After taking the battery cover off, we find that the shoulder buttons (ZR, ZL, L, and R) as well as the joysticks on each side have their own small board connected to the main board by a large ribbon cable. Both of the joystick circuit boards and the main motherboard seem to be manufactured by a company called Mitsumi, which I found also manufactured the boards for the Gamecube controller when I looked inside of that. The Rumble Motor was also attached to the back facing side of the board, and located only in the cavity of the left grip. The rumble motors in other controllers I have seen have been more centered, so it is interesting to see one located mainly on one side of the controller. I would have never noticed if I had not opened it up though, so there is something good to be said about the effectiveness of it.

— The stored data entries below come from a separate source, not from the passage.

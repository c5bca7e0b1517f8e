// THEORY:
// The stimulus worker closes the loop. It runs on vsync, not on tracking:
//
// 1.  **Fresh pose.** The inbox hands over only the newest tracking record;
//     older ones are superseded. When nothing new arrived the previous pose is
//     kept and the frame is drawn anyway.
// 2.  **Render and present.** The active command is rasterized in projector
//     space and presented; `present` blocks until the next vsync, which paces
//     the loop at the projector rate.
// 3.  **Log on change.** A command received from the protocol or an operator
//     is written to the stimulus log with the time of its first presentation.

use crate::clock::SharedClock;
use crate::core_modules::records::TrackingRecord;
use crate::error::Result;
use crate::ipc::control::ControlMessage;
use crate::stimulus::command::StimulusCommand;
use crate::stimulus::projector::Projector;
use crate::stimulus::renderer::StimulusRenderer;
use crate::stimulus::stim_log::StimLog;
use crate::worker::Worker;
use serde_json::json;
use std::path::PathBuf;

pub struct StimulusWorker {
    renderer: StimulusRenderer,
    projector: Box<dyn Projector>,
    clock: SharedClock,
    log_path: Option<PathBuf>,
    log: Option<StimLog>,
    /// Commands received but not presented yet, oldest first.
    unlogged: Vec<StimulusCommand>,
    records: u64,
    rejected: u64,
}

impl StimulusWorker {
    pub fn new(renderer: StimulusRenderer, projector: Box<dyn Projector>, clock: SharedClock) -> Self {
        Self {
            renderer,
            projector,
            clock,
            log_path: None,
            log: None,
            unlogged: Vec::new(),
            records: 0,
            rejected: 0,
        }
    }

    /// Writes the stimulus log to `path`, created at initialization.
    pub fn with_log(mut self, path: PathBuf) -> Self {
        self.log_path = Some(path);
        self
    }

    pub fn renderer(&self) -> &StimulusRenderer {
        &self.renderer
    }

    fn select(&mut self, command: StimulusCommand) {
        match self.renderer.set_command(command.clone(), self.clock.now_ns()) {
            Ok(()) => self.unlogged.push(command),
            Err(err) => {
                self.rejected += 1;
                tracing::warn!(error = %err, "stimulus command rejected");
            }
        }
    }
}

impl Worker for StimulusWorker {
    type Input = TrackingRecord;
    type Output = ();

    fn name(&self) -> &str {
        "stimulus"
    }

    fn initialize(&mut self) -> Result<()> {
        self.projector.open()?;
        if let Some(path) = &self.log_path {
            self.log = Some(StimLog::create(path)?);
        }
        Ok(())
    }

    fn on_control(&mut self, message: &ControlMessage) -> Result<()> {
        if let ControlMessage::Stimulus(command) = message {
            self.select(command.clone());
        }
        Ok(())
    }

    fn work(&mut self, record: Option<TrackingRecord>) -> Result<Option<()>> {
        if let Some(record) = record {
            self.records += 1;
            self.renderer.update_pose(&record);
        }

        let now_ns = self.clock.now_ns();
        let image = self.renderer.render(now_ns);
        self.projector.present(&image)?;

        if !self.unlogged.is_empty() {
            let presented_ns = self.clock.now_ns();
            for command in self.unlogged.drain(..) {
                if let Some(log) = self.log.as_mut() {
                    log.append(presented_ns, &command)?;
                }
            }
        }
        Ok(None)
    }

    fn cleanup(&mut self) -> Result<()> {
        if let Some(log) = self.log.as_mut() {
            log.flush()?;
        }
        self.projector.close()
    }

    fn summary(&self) -> Option<serde_json::Value> {
        Some(json!({
            "presentations": self.projector.presented(),
            "records_used": self.records,
            "pose_updates": self.renderer.pose_updates(),
            "commands_logged": self.log.as_ref().map_or(0, StimLog::entries),
            "commands_rejected": self.rejected,
            "active": self.renderer.command().kind.name(),
        }))
    }
}

#[cfg(test)]
mod tests {
    use super::*;
    use crate::calibration::Calibration;
    use crate::clock::ManualClock;
    use crate::core_modules::records::{AnimalRecord, BoundingBox, Heading};
    use crate::stimulus::command::LoomingCycle;
    use crate::stimulus::patterns::AnimalPose;
    use crate::stimulus::projector::{FrameCaptureProjector, ProjectorGeometry};
    use crate::stimulus::renderer::RasterGeometry;
    use crate::stimulus::stim_log::read_stim_log;

    fn worker(clock: std::sync::Arc<ManualClock>) -> (StimulusWorker, crate::stimulus::projector::CapturedImage) {
        let geometry = ProjectorGeometry {
            width: 200,
            height: 200,
            ..Default::default()
        };
        let projector = FrameCaptureProjector::new(geometry).unpaced();
        let capture = projector.capture();
        let renderer = StimulusRenderer::new(
            &Calibration::identity(1.0),
            RasterGeometry {
                width: 200,
                height: 200,
                pixel_scale: (1.0, 1.0),
            },
            LoomingCycle::ResetToZero,
            AnimalPose::new((50.0, 50.0), (0.0, 1.0)),
        );
        (StimulusWorker::new(renderer, Box::new(projector), clock), capture)
    }

    fn record(index: u64) -> TrackingRecord {
        TrackingRecord {
            index,
            timestamp_ns: 0,
            animals: vec![AnimalRecord {
                identity: 0,
                bbox_px: BoundingBox::new(90, 90, 20, 20),
                centroid_px: (100.0, 100.0),
                heading: Heading::identity(),
                body: None,
                eyes: None,
                tail: None,
            }],
            image: None,
        }
    }

    #[test]
    fn presents_every_tick_and_follows_the_newest_pose() {
        let clock = ManualClock::new();
        let dir = tempfile::tempdir().unwrap();
        let log = dir.path().join("stimulus.jsonl");
        let (worker, capture) = worker(clock.clone());
        let mut worker = worker.with_log(log.clone());
        worker.initialize().unwrap();

        worker.work(None).unwrap();
        assert_eq!(capture.lock().as_ref().unwrap().get_pixel(150, 150).0, [0, 0, 0]);

        worker
            .on_control(&ControlMessage::Stimulus(StimulusCommand::phototaxis(1)))
            .unwrap();
        clock.advance_sec(0.5);
        worker.work(Some(record(3))).unwrap();
        {
            let image = capture.lock();
            let image = image.as_ref().unwrap();
            assert_eq!(image.get_pixel(150, 20).0, [255, 255, 255]);
            assert_eq!(image.get_pixel(50, 20).0, [0, 0, 0]);
        }
        worker.work(None).unwrap();
        worker.cleanup().unwrap();

        let entries = read_stim_log(&log).unwrap();
        assert_eq!(entries.len(), 1);
        assert_eq!(entries[0].timestamp_ns, 500_000_000);
        assert_eq!(entries[0].command, StimulusCommand::phototaxis(1));
        let summary = worker.summary().unwrap();
        assert_eq!(summary["presentations"], 3);
        assert_eq!(summary["pose_updates"], 1);
    }

    #[test]
    fn invalid_commands_keep_the_previous_stimulus() {
        let clock = ManualClock::new();
        let (mut worker, _capture) = worker(clock);
        worker.initialize().unwrap();
        worker
            .on_control(&ControlMessage::Stimulus(StimulusCommand::phototaxis(0)))
            .unwrap();
        assert_eq!(worker.renderer().command(), &StimulusCommand::dark());
        assert_eq!(worker.summary().unwrap()["commands_rejected"], 1);
    }
}
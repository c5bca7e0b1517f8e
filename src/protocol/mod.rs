//! Trial sequencing: protocol items, the debouncer behind trigger items and
//! the sequencer that walks the protocol queue.

pub mod debouncer;
pub mod items;
pub mod sequencer;

pub use debouncer::{DebounceState, Debouncer, Edge};
pub use items::{
    ItemPoll, Pause, ProtocolContext, ProtocolItem, ProtocolItemSpec, SoftwareTrigger, StimulusItem,
    TrackingTrigger, TtlTrigger,
};
pub use sequencer::{CompletedItem, ProtocolSequencer, ShortTrialPolicy, build_protocol, check_trial_lengths};
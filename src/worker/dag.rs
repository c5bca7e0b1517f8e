// THEORY:
// The DAG controller owns the graph of workers and edges and nothing else. It
// never touches items on the data path.
//
// Key architectural principles:
// 1.  **Registration before start.** Workers and edges are registered first.
//     `connect_data` creates the monitored ring for an edge and hands both ends
//     back so the caller can wire them into nodes; `connect_metadata` hands out
//     a control sender. Edges are recorded by worker name so the controller can
//     order the graph.
// 2.  **Consumers first.** `start` spawns workers in reverse topological order
//     and waits for each one's `initialize` before spawning the next. If any
//     initialization fails, the ones already running are torn down and the
//     error is returned; a camera that cannot open never starts producing into
//     a half-built graph.
// 3.  **Producers stop first.** `stop` signals workers in topological order
//     and joins them against one global deadline. Threads cannot be killed, so
//     workers still running at the deadline are detached and reported as
//     stragglers, which the binary turns into a forced-shutdown exit code.
// 4.  **Statistics on the way out.** Every edge's counters are logged and
//     returned in the `StopReport`.

use super::{RunContext, Runnable, WorkerReport, worker_panic};
use crate::error::{Result, VrError};
use crate::ipc::codec::SlotCodec;
use crate::ipc::control::{ControlBus, ControlInbox, ControlSender, StopEvent};
use crate::ipc::monitored_queue::{
    EdgeMonitor, QueueOptions, QueueReader, QueueStats, QueueWriter, monitored_queue,
};
use crossbeam::channel::{self, RecvTimeoutError};
use serde::Serialize;
use std::collections::{HashMap, VecDeque};
use std::thread::JoinHandle;
use std::time::{Duration, Instant};

const DEFAULT_INIT_TIMEOUT: Duration = Duration::from_secs(10);
const JOIN_POLL: Duration = Duration::from_millis(5);

#[derive(Debug, Clone, Copy, PartialEq, Eq, Serialize)]
#[serde(rename_all = "snake_case")]
pub enum EdgeKind {
    Data,
    Metadata,
}

#[derive(Debug, Clone)]
struct Edge {
    from: String,
    to: String,
    kind: EdgeKind,
    monitor: Option<EdgeMonitor>,
}

struct Running {
    name: String,
    stop: StopEvent,
    handle: JoinHandle<WorkerReport>,
}

/// Outcome of `DagController::stop`.
#[derive(Debug, Clone, Default, Serialize)]
pub struct StopReport {
    pub workers: Vec<WorkerReport>,
    pub stragglers: Vec<String>,
    pub edges: Vec<QueueStats>,
}

impl StopReport {
    pub fn forced(&self) -> bool {
        !self.stragglers.is_empty()
    }

    pub fn failed_workers(&self) -> impl Iterator<Item = &WorkerReport> {
        self.workers.iter().filter(|w| w.error.is_some())
    }

    /// Items that entered an edge and never reached its consumer: overwritten
    /// or refused, left queued at shutdown, or undecodable.
    pub fn total_dropped(&self) -> u64 {
        self.edges.iter().map(QueueStats::lost).sum()
    }
}

/// Registry and lifecycle owner of a worker graph.
pub struct DagController {
    pending: Vec<Box<dyn Runnable>>,
    names: Vec<String>,
    edges: Vec<Edge>,
    control: ControlBus,
    inboxes: HashMap<String, ControlInbox>,
    fault: StopEvent,
    running: Vec<Running>,
    order: Vec<String>,
    init_timeout: Duration,
}

impl Default for DagController {
    fn default() -> Self {
        Self::new()
    }
}

impl DagController {
    pub fn new() -> Self {
        Self {
            pending: Vec::new(),
            names: Vec::new(),
            edges: Vec::new(),
            control: ControlBus::new(),
            inboxes: HashMap::new(),
            fault: StopEvent::new(),
            running: Vec::new(),
            order: Vec::new(),
            init_timeout: DEFAULT_INIT_TIMEOUT,
        }
    }

    pub fn with_init_timeout(mut self, timeout: Duration) -> Self {
        self.init_timeout = timeout;
        self
    }

    /// Creates the monitored edge `from -> to`.
    pub fn connect_data<C: SlotCodec>(
        &mut self,
        from: &str,
        to: &str,
        label: &str,
        codec: C,
        options: &QueueOptions,
    ) -> Result<(QueueWriter<C>, QueueReader<C>)> {
        let name = format!("{label}[{from}->{to}]");
        if self.edges.iter().any(|e| e.monitor.as_ref().is_some_and(|m| m.name() == name)) {
            return Err(VrError::Graph(format!("edge {name} registered twice")));
        }
        let (writer, reader, monitor) = monitored_queue(&name, codec, options)?;
        self.edges.push(Edge {
            from: from.to_string(),
            to: to.to_string(),
            kind: EdgeKind::Data,
            monitor: Some(monitor),
        });
        Ok((writer, reader))
    }

    /// Creates the lossless control edge `from -> to`.
    pub fn connect_metadata(&mut self, from: &str, to: &str) -> Result<ControlSender> {
        if !self.inboxes.contains_key(to) && self.control.sender(to).is_none() {
            let inbox = self.control.register(to);
            self.inboxes.insert(to.to_string(), inbox);
        }
        self.edges.push(Edge {
            from: from.to_string(),
            to: to.to_string(),
            kind: EdgeKind::Metadata,
            monitor: None,
        });
        self.control
            .sender(to)
            .ok_or_else(|| VrError::Graph(format!("no control queue for {to}")))
    }

    /// The control inbox a worker named `name` should be built with.
    pub fn control_inbox(&mut self, name: &str) -> ControlInbox {
        match self.inboxes.remove(name) {
            Some(inbox) => inbox,
            None => self.control.register(name),
        }
    }

    /// Bus reaching every worker that took a control inbox.
    pub fn control_bus(&self) -> &ControlBus {
        &self.control
    }

    pub fn add_worker<R: Runnable + 'static>(&mut self, node: R) -> Result<()> {
        let name = node.name().to_string();
        if self.names.contains(&name) {
            return Err(VrError::Graph(format!("worker {name} registered twice")));
        }
        self.names.push(name);
        self.pending.push(Box::new(node));
        Ok(())
    }

    pub fn workers(&self) -> &[String] {
        &self.names
    }

    /// Raised when a worker fails fatally.
    pub fn fault(&self) -> &StopEvent {
        &self.fault
    }

    pub fn edge_monitors(&self) -> Vec<EdgeMonitor> {
        self.edges.iter().filter_map(|e| e.monitor.clone()).collect()
    }

    pub fn edge_stats(&self) -> Vec<QueueStats> {
        self.edges
            .iter()
            .filter_map(|e| e.monitor.as_ref().map(EdgeMonitor::snapshot))
            .collect()
    }

    /// Kahn's algorithm over both edge kinds; producers come first.
    pub fn topological_order(&self) -> Result<Vec<String>> {
        let index: HashMap<&str, usize> = self
            .names
            .iter()
            .enumerate()
            .map(|(i, n)| (n.as_str(), i))
            .collect();
        let mut indegree = vec![0usize; self.names.len()];
        let mut successors: Vec<Vec<usize>> = vec![Vec::new(); self.names.len()];
        for edge in &self.edges {
            let (Some(&from), Some(&to)) = (index.get(edge.from.as_str()), index.get(edge.to.as_str()))
            else {
                return Err(VrError::Graph(format!(
                    "{:?} edge {} -> {} references an unregistered worker",
                    edge.kind, edge.from, edge.to
                )));
            };
            successors[from].push(to);
            indegree[to] += 1;
        }

        let mut queue: VecDeque<usize> = (0..self.names.len()).filter(|&i| indegree[i] == 0).collect();
        let mut order = Vec::with_capacity(self.names.len());
        while let Some(node) = queue.pop_front() {
            order.push(self.names[node].clone());
            for &next in &successors[node] {
                indegree[next] -= 1;
                if indegree[next] == 0 {
                    queue.push_back(next);
                }
            }
        }
        if order.len() != self.names.len() {
            return Err(VrError::Graph("worker graph has a cycle".into()));
        }
        Ok(order)
    }

    /// Spawns every registered worker, consumers first.
    pub fn start(&mut self) -> Result<()> {
        let order = self.topological_order()?;
        let mut nodes: HashMap<String, Box<dyn Runnable>> = self
            .pending
            .drain(..)
            .map(|n| (n.name().to_string(), n))
            .collect();

        for name in order.iter().rev() {
            let Some(node) = nodes.remove(name) else {
                continue;
            };
            let ctx = RunContext {
                stop: StopEvent::new(),
                fault: self.fault.clone(),
            };
            let stop = ctx.stop.clone();
            let (ready_tx, ready_rx) = channel::bounded(1);
            let handle = std::thread::Builder::new()
                .name(name.clone())
                .spawn(move || node.run(ctx, ready_tx))?;

            let outcome = match ready_rx.recv_timeout(self.init_timeout) {
                Ok(result) => result,
                Err(RecvTimeoutError::Timeout) => Err(VrError::worker(name.as_str(), "initialize timed out")),
                Err(RecvTimeoutError::Disconnected) => Err(worker_panic(name)),
            };
            self.running.push(Running {
                name: name.clone(),
                stop,
                handle,
            });
            if let Err(err) = outcome {
                tracing::error!(worker = %name, error = %err, "start aborted; tearing down started workers");
                self.order = order.clone();
                let _ = self.stop(self.init_timeout);
                return Err(err);
            }
            tracing::info!(worker = %name, "worker initialized");
        }
        self.order = order;
        Ok(())
    }

    /// Signals workers in topological order and joins them against `deadline`.
    pub fn stop(&mut self, deadline: Duration) -> StopReport {
        let until = Instant::now() + deadline;
        let mut running: HashMap<String, Running> =
            self.running.drain(..).map(|r| (r.name.clone(), r)).collect();
        let mut report = StopReport::default();

        for name in &self.order {
            let Some(worker) = running.remove(name) else {
                continue;
            };
            worker.stop.set();
            while !worker.handle.is_finished() && Instant::now() < until {
                std::thread::sleep(JOIN_POLL);
            }
            if worker.handle.is_finished() {
                match worker.handle.join() {
                    Ok(worker_report) => report.workers.push(worker_report),
                    Err(_) => {
                        let err = worker_panic(name);
                        tracing::error!(worker = %name, error = %err, "worker panicked");
                        report.workers.push(WorkerReport {
                            name: name.clone(),
                            error: Some(err.to_string()),
                            ..Default::default()
                        });
                    }
                }
            } else {
                tracing::warn!(worker = %name, "worker missed the stop deadline; detaching");
                report.stragglers.push(name.clone());
            }
        }

        report.edges = self.edge_stats();
        for stats in &report.edges {
            tracing::info!(target: "larva_vr::stats", "{stats}");
        }
        if report.forced() {
            tracing::warn!(stragglers = ?report.stragglers, "forced shutdown");
        }
        report
    }
}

Player facing side of the motherboard with silicone button covers below the buttons. The cover has been removed from the ABXY section.

On the other side of the board (front facing) we find mostly silicone pads for the buttons. Two large ones on either side for the D-Pad and ABXY buttons, and 4 smaller ones for the central buttons (plus, minus, home, and power). All of the buttons themselves are made from hard plastic, and seem to have the letters as a separate color of plastic in the cylinder, so that they will not wear away as the button wears down.

Main motherboard of the Pro Controller. The Bluetooth sync button, charging port, and black reset button are also shown.

The circuit boards contained in the controllers are usually either coated in epoxy resin, or some are made with phenolic resin. These boards all contain copper wires on the inside, to connect all of the components attached. After the board is completed and the copper circuits are in place, they are coated with tin-lead to prevent oxidation, nickel, and finally gold for conductivity. Since the circuit boards contain lead, they are considered to be hazardous when the boards are being printed, and thus fumes are released into the environment. It is expected that on lots of similar, less heavy-duty boards, they will become obsolete within 12-18 months.

There are many different types of vibration motors on the market for different kinds of devices, and the one inside the Wii U Pro controller is different from the one you would find in your phone for example. The vibration motor inside the Wii U Pro controller is called a Linear Resonant Actuator, and it does not have the precision of a vibration motor that would be in a smartphone. Its main capacity is to do one type of vibration. To achieve this, it uses a magnet core made of Neodymium magnets. The technical term is Neodymium Iron Boron, and its symbol is NdFeB. It is a type of ferrite magnet as well as a rare earth magnet. Often, similarly to the way copper is coated in circuit boards, the Neo Magnets are required to be coated in tin, nickel, or zinc to prevent oxidation. Since it is an incredibly powerful magnet, special care must be taken when handling them when the motor is being manufactured, so that the person handling it does not get injured due to magnetic attraction to something else. It was also noted in my research that NdFeB powder is very volatile in nature, and has been known to spontaneously combust.

Summary

Overall, the different types of metals that go into making the Wii U Pro controller and similar products have been known to be hazardous for one reason or another. Whether it be the fumes from lead being released into the environment after being used to coat copper wires, or the ability for certain forms of the material to ignite spontaneously, there is no doubt that after the controller has reached the end of its life, it will need to be disposed of properly. Some legislations in Europe require companies to provide a solution to toxic materials at the end of a product's life; the companies are required to buy back the materials and render them safe to recycle into the environment, as well as to properly dispose of waste that comes from this process. This is good because it forces the companies to provide solutions for problems they caused, or else lose more money. In turn, it also drives companies to research more eco-friendly alternatives to the materials they already use. In a market where planned obsolescence is everywhere, this could be a good solution to keep companies producing longer lasting devices, and put less toxic waste into the environment.